## PROBLEM:
Please return every line in the following data that includes the string "value".

## RECORDS SUPPLIED:
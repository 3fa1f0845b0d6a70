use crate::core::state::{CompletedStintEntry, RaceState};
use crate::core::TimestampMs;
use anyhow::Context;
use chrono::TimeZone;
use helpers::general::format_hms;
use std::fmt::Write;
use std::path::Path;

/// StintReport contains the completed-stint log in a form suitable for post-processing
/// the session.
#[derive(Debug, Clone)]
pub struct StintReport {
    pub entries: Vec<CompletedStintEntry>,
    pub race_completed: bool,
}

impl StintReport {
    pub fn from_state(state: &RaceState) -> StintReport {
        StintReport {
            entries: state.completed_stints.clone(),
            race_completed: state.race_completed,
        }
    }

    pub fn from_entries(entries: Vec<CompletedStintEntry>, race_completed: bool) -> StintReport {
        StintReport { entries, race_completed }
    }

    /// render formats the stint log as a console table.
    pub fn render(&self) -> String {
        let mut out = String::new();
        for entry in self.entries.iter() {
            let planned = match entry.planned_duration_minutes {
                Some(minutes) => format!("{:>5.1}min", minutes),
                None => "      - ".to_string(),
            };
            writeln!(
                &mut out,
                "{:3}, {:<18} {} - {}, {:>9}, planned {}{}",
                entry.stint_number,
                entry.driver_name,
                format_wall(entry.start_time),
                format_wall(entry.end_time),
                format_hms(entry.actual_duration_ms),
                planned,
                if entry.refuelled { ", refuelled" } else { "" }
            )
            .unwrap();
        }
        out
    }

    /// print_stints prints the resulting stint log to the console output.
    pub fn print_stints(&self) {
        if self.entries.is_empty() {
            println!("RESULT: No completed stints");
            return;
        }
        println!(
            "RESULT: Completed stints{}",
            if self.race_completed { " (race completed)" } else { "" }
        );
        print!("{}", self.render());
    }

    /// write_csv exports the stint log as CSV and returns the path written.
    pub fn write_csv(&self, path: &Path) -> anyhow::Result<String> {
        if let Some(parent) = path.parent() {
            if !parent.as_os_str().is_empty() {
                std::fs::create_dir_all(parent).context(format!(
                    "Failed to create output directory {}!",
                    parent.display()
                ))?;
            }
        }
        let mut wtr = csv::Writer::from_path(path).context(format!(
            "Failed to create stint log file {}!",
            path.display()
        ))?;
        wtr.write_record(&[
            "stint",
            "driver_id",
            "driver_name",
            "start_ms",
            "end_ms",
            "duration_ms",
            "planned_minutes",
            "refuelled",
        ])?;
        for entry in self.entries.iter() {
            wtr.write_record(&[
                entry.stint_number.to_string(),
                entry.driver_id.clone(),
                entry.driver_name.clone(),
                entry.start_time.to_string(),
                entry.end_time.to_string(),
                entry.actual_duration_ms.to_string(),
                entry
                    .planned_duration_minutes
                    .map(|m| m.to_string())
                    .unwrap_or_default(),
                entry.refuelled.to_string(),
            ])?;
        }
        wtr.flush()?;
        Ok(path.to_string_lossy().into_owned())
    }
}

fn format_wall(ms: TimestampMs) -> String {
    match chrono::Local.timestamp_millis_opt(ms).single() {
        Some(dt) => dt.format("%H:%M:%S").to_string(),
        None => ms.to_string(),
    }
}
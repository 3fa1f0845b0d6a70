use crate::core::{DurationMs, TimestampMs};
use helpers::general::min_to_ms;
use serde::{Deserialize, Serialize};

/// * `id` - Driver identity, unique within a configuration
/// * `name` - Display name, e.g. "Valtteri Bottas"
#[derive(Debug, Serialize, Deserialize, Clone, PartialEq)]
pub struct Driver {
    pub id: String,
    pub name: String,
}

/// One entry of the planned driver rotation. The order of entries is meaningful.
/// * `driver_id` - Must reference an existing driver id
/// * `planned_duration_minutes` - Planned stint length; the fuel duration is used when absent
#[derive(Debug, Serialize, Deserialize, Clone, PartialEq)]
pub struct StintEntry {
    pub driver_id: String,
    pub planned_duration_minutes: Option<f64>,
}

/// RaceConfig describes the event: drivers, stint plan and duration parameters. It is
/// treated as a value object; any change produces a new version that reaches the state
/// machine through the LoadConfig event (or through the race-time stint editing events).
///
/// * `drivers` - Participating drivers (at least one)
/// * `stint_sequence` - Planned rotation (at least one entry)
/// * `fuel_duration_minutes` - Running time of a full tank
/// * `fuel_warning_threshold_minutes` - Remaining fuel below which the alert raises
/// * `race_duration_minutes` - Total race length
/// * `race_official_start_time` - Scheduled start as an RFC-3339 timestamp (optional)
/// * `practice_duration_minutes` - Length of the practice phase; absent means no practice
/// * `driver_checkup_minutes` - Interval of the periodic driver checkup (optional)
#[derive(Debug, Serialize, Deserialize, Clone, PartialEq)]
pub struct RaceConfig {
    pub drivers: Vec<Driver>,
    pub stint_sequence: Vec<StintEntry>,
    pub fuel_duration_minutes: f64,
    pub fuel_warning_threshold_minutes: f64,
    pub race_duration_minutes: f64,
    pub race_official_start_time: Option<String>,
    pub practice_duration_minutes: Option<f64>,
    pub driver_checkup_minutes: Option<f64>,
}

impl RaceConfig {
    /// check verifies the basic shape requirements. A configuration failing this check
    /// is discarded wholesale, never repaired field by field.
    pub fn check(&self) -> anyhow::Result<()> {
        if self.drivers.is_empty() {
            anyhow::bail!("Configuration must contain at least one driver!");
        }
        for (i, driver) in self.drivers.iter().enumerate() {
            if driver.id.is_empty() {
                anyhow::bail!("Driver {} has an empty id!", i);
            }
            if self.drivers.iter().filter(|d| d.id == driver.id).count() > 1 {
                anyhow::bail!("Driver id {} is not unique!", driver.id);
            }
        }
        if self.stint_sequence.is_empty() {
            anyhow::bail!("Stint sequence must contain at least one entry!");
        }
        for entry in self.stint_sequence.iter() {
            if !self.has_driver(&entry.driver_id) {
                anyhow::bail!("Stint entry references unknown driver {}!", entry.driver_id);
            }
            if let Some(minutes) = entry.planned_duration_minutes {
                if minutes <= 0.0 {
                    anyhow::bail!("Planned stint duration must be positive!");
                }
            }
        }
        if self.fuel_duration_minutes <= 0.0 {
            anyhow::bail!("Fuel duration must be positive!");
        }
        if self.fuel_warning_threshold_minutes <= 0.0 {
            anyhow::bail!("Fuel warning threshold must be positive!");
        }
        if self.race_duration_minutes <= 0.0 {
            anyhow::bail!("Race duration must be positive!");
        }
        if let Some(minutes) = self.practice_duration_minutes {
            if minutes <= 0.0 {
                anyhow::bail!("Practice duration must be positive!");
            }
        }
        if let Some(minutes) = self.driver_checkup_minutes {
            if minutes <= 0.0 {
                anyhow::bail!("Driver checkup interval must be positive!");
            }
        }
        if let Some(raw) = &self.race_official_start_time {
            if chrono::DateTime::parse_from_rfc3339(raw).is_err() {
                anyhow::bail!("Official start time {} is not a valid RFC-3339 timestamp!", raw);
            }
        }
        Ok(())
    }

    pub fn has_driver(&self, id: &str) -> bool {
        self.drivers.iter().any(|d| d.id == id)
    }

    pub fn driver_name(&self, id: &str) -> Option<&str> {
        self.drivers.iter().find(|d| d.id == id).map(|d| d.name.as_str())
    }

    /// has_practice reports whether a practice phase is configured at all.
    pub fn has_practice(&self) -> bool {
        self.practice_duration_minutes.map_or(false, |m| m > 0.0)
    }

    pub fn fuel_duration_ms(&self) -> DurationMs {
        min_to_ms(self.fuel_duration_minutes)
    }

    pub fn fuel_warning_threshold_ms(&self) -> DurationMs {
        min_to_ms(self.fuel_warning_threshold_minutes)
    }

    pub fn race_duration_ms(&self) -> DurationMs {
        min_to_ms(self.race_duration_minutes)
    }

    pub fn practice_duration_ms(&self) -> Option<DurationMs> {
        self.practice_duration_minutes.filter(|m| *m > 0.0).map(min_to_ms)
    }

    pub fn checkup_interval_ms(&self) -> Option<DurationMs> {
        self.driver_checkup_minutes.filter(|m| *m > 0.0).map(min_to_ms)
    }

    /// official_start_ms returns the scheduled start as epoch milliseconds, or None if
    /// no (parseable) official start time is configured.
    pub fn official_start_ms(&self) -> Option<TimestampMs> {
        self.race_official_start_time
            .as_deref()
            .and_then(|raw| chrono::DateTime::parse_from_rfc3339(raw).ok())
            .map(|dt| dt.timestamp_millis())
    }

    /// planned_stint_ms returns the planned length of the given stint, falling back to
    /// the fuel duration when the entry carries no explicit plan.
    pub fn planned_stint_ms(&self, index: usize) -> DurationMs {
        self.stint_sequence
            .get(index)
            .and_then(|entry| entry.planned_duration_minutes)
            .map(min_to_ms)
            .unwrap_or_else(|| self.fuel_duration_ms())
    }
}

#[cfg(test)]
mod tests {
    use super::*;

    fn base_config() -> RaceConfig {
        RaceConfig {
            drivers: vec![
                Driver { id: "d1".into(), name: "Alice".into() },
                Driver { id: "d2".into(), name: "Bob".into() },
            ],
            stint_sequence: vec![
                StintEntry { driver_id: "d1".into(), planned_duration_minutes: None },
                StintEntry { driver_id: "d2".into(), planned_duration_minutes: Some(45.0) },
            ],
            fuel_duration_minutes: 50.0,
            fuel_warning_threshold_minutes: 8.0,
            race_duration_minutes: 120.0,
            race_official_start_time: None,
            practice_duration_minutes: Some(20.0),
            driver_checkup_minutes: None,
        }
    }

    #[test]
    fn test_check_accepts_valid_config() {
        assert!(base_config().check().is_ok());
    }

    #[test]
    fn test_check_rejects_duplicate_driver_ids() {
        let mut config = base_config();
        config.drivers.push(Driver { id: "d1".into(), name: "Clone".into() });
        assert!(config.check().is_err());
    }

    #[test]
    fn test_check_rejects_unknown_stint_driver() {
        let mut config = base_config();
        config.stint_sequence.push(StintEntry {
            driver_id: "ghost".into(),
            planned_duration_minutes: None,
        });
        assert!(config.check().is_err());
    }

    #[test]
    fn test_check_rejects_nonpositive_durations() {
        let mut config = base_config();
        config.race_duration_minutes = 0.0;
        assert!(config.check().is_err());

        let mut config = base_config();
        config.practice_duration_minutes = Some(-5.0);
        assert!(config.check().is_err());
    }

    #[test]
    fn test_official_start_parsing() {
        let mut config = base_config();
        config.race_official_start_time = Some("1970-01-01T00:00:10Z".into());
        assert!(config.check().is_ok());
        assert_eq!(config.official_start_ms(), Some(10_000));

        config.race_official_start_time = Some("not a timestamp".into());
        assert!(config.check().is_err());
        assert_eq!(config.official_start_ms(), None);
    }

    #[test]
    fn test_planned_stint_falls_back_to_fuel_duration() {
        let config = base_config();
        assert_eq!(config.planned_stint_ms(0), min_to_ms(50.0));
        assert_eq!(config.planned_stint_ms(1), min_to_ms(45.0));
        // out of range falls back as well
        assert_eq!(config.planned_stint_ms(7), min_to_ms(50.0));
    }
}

* * *

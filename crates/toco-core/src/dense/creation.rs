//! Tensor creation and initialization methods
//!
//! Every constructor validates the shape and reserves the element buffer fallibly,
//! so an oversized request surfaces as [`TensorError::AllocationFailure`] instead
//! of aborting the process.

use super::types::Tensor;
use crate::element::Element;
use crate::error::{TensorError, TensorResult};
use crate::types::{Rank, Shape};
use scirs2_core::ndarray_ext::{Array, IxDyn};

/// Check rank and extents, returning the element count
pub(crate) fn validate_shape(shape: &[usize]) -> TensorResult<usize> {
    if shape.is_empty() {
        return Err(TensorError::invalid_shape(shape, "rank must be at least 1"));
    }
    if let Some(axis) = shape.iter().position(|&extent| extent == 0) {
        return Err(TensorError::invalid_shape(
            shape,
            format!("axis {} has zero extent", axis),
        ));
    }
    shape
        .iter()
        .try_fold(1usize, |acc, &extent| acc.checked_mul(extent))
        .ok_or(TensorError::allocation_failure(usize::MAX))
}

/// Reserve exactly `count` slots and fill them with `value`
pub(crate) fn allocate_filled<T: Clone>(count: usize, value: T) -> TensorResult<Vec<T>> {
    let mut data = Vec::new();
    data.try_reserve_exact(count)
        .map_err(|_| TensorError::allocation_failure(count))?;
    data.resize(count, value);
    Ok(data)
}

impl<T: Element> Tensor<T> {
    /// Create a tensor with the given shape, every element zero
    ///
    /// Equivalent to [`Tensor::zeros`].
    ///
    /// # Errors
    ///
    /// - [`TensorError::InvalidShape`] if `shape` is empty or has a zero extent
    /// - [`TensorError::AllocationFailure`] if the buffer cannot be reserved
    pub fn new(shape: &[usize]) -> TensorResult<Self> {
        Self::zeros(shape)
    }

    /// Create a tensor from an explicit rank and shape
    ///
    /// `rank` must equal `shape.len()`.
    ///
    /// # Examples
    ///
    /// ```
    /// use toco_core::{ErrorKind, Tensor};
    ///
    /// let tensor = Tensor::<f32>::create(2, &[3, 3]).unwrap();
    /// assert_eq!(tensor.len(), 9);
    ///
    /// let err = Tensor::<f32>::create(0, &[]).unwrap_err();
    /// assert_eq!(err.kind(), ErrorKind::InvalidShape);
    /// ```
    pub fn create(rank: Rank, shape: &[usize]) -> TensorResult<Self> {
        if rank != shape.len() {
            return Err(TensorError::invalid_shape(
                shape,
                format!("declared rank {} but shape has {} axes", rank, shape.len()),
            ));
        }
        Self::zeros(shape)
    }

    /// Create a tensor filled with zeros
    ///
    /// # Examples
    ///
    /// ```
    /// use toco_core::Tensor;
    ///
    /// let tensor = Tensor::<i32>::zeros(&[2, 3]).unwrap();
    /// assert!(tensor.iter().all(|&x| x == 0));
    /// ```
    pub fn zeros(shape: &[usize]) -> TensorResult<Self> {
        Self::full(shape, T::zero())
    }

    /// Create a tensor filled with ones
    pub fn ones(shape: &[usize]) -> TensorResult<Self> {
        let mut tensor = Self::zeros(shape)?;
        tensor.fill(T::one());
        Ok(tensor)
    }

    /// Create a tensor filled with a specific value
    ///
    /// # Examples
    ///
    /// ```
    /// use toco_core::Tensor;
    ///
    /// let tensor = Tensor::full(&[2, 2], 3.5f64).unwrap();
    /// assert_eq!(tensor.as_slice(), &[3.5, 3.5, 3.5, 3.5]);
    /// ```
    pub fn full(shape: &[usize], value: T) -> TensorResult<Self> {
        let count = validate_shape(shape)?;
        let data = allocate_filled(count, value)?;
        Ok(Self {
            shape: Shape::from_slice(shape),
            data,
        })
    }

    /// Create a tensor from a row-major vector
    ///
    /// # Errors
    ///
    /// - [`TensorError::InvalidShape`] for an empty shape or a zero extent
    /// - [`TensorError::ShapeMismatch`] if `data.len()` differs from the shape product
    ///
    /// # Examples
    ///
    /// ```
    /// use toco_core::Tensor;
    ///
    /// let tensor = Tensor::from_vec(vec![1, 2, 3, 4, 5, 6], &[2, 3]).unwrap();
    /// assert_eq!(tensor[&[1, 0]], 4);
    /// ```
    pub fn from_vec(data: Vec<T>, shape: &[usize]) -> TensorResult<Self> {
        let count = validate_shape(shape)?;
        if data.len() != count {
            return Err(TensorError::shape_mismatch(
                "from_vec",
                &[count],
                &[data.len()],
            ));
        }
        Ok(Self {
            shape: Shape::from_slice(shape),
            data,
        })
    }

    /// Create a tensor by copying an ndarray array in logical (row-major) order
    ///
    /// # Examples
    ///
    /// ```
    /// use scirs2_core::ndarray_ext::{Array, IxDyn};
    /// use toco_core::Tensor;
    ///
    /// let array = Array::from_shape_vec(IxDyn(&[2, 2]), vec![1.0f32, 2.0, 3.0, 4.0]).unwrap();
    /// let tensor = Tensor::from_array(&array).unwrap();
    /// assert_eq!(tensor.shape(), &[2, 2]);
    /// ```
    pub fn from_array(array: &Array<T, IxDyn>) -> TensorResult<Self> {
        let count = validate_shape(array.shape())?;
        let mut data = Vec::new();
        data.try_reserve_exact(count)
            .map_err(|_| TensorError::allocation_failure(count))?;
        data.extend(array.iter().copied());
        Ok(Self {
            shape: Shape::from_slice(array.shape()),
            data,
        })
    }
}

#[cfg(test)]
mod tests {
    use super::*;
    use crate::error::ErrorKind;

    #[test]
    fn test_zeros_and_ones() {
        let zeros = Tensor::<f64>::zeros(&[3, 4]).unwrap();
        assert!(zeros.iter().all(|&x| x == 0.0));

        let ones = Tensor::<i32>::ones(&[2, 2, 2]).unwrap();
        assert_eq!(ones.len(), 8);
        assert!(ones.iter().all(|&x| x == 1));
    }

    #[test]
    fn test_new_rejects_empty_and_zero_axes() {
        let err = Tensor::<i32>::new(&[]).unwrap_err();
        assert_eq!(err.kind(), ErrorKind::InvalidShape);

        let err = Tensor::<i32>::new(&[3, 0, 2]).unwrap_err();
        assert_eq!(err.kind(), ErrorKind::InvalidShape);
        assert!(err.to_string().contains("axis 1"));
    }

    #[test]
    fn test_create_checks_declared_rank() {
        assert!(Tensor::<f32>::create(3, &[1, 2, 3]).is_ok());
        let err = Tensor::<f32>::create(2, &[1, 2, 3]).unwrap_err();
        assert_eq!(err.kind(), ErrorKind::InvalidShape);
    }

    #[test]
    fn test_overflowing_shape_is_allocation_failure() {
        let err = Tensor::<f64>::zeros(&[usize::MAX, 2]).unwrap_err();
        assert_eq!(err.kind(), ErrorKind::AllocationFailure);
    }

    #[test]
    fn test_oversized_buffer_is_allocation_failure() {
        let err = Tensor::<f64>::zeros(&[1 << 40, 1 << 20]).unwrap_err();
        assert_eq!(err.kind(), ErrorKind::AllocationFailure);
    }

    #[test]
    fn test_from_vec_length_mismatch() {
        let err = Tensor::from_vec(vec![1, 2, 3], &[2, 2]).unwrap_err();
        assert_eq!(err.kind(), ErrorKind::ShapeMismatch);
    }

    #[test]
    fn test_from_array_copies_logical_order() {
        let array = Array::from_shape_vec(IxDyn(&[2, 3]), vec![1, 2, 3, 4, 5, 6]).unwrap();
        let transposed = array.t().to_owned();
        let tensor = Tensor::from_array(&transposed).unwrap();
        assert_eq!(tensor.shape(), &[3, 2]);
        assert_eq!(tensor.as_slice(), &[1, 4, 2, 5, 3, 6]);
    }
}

## SOLUTION:
/// treated as a value object; any change produces a new version that reaches the state
/// Reserve exactly `count` slots and fill them with `value`
pub(crate) fn allocate_filled<T: Clone>(count: usize, value: T) -> TensorResult<Vec<T>> {
    data.resize(count, value);
    /// Create a tensor filled with a specific value
    pub fn full(shape: &[usize], value: T) -> TensorResult<Self> {
        let data = allocate_filled(count, value)?;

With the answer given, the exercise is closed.